• **Supplied entries**
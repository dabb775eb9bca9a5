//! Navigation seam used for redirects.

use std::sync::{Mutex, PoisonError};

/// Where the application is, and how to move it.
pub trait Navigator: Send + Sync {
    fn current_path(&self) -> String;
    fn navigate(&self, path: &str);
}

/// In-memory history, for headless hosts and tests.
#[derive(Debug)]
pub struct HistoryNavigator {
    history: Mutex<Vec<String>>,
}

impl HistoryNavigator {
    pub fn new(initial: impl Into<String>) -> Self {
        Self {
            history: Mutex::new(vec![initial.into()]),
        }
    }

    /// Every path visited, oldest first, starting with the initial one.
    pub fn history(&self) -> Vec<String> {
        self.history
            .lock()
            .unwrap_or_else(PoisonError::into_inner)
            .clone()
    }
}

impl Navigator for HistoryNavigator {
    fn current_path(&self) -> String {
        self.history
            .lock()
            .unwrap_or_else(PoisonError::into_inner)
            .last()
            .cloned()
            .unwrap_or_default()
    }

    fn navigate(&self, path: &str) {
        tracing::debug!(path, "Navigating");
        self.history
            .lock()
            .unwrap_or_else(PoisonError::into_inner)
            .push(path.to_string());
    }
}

==

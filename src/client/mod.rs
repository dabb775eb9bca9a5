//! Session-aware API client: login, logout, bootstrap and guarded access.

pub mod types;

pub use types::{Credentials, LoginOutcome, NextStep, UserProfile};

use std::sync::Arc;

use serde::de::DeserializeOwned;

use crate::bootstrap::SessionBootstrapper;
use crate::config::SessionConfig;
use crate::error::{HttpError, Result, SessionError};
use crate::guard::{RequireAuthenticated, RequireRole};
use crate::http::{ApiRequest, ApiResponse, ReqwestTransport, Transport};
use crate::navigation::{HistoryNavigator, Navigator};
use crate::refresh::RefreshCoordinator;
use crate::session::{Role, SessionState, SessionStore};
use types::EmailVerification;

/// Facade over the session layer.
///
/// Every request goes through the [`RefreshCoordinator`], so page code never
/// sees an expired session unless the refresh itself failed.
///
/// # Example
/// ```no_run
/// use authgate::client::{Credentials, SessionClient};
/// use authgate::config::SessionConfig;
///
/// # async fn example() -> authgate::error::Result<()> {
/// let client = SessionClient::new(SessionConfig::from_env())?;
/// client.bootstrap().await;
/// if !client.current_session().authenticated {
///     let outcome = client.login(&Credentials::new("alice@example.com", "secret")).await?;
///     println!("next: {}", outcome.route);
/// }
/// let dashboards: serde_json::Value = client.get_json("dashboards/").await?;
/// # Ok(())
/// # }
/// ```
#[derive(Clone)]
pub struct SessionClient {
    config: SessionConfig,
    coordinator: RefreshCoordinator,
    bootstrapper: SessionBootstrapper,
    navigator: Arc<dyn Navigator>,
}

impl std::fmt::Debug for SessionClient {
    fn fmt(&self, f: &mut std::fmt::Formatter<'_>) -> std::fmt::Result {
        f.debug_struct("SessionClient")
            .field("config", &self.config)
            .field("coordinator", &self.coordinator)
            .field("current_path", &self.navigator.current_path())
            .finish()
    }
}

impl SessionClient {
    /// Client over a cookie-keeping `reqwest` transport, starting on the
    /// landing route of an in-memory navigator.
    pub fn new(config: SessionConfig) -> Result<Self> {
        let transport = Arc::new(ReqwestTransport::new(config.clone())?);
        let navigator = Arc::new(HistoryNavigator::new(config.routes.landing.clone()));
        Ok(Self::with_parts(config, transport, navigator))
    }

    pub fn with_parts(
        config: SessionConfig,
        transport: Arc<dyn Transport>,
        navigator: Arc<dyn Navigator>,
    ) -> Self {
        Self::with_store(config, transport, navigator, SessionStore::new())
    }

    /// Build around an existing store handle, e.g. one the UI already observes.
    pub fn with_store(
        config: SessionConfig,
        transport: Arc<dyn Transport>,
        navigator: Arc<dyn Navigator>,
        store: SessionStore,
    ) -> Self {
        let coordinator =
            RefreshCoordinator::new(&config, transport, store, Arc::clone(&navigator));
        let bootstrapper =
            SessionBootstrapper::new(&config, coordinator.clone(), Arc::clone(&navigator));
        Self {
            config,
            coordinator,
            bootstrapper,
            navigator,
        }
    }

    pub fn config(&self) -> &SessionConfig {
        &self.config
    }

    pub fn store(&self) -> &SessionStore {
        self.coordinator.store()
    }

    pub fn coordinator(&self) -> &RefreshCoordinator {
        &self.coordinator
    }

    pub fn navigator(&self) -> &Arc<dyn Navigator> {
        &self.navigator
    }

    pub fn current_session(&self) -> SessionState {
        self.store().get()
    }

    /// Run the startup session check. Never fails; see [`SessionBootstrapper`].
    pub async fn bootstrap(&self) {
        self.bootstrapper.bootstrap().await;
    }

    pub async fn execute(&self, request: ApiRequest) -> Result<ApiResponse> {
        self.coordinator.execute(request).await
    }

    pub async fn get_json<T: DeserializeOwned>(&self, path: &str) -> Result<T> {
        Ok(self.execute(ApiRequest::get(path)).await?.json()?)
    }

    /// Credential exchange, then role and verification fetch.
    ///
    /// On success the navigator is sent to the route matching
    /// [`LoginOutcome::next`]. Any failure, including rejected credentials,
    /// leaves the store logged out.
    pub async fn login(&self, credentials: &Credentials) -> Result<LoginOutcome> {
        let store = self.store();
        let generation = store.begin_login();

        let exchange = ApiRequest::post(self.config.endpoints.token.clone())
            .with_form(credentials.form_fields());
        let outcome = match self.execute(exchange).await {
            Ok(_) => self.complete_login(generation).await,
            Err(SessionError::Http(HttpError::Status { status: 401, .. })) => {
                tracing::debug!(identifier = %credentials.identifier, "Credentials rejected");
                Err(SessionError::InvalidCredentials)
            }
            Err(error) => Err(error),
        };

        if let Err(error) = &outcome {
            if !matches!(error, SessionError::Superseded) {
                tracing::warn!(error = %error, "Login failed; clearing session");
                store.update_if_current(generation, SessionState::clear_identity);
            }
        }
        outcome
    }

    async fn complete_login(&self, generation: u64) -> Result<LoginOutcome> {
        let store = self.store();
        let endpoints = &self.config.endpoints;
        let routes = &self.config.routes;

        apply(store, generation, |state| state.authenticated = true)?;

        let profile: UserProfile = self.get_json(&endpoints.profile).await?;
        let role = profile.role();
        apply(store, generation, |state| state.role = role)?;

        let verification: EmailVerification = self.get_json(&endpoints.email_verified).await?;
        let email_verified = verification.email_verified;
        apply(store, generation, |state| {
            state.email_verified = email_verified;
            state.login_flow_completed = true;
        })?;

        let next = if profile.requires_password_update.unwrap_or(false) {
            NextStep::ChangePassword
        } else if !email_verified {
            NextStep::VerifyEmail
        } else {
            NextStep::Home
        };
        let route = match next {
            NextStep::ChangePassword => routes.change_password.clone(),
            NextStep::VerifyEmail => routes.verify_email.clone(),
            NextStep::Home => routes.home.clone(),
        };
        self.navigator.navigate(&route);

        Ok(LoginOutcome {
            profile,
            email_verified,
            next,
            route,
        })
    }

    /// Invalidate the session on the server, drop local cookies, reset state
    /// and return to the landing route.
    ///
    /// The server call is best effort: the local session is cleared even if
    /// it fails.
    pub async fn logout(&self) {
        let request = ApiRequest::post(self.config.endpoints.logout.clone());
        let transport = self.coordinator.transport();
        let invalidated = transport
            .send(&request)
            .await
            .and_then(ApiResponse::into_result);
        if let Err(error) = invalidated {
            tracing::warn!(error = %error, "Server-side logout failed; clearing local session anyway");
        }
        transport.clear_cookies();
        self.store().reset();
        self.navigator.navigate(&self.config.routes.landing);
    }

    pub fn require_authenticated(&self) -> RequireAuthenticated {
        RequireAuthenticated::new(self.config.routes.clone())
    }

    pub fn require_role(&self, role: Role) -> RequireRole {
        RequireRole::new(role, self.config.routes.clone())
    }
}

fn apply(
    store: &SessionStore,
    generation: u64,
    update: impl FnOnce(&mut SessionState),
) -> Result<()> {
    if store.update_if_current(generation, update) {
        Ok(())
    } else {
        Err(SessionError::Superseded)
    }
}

• **Work request**
Taking the material above, report how many of its lines contain the word "execute". Add nothing else.

• **Output**
4